Data items

//! # Platform-specific utilities
//!
//! Resolves the encoder binary on the current platform and checks that it is
//! reachable before any work starts.

use crate::error::ConvertError;
use std::path::{Path, PathBuf};
use std::sync::OnceLock;
use tracing::debug;

/// Platform-specific command manager
pub struct PlatformCommands {
    executable_suffix: &'static str,
}

impl PlatformCommands {
    /// Get the singleton instance
    pub fn instance() -> &'static Self {
        static INSTANCE: OnceLock<PlatformCommands> = OnceLock::new();
        INSTANCE.get_or_init(Self::new)
    }

    fn new() -> Self {
        Self {
            executable_suffix: if cfg!(windows) { ".exe" } else { "" },
        }
    }

    /// Get the platform-specific command name (`ffmpeg` -> `ffmpeg.exe` on Windows)
    pub fn get_command(&self, base_name: &str) -> String {
        if self.executable_suffix.is_empty() || Path::new(base_name).extension().is_some() {
            base_name.to_string()
        } else {
            format!("{}{}", base_name, self.executable_suffix)
        }
    }

    /// Locate a command on `PATH` (or check an explicit path)
    pub fn resolve(&self, base_name: &str) -> Result<PathBuf, ConvertError> {
        let command = self.get_command(base_name);
        let path = which::which(&command).map_err(|e| {
            ConvertError::MissingDependency(format!(
                "{} not found in the system ({}). Please ensure it is installed and in your PATH.",
                command, e
            ))
        })?;
        debug!("Resolved {} -> {}", base_name, path.display());
        Ok(path)
    }

    /// Get system information for debugging
    pub fn system_info() -> SystemInfo {
        SystemInfo {
            os: std::env::consts::OS,
            arch: std::env::consts::ARCH,
            family: std::env::consts::FAMILY,
        }
    }
}

/// System information structure
#[derive(Debug, Clone)]
pub struct SystemInfo {
    pub os: &'static str,
    pub arch: &'static str,
    pub family: &'static str,
}

impl std::fmt::Display for SystemInfo {
    fn fmt(&self, f: &mut std::fmt::Formatter<'_>) -> std::fmt::Result {
        write!(f, "{} {} ({})", self.os, self.arch, self.family)
    }
}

### WHAT IS BEING ASKED
Looking at the entries above, count each line in which the word "information" occurs, then give the total and nothing further.

### TASK SOLUTION
2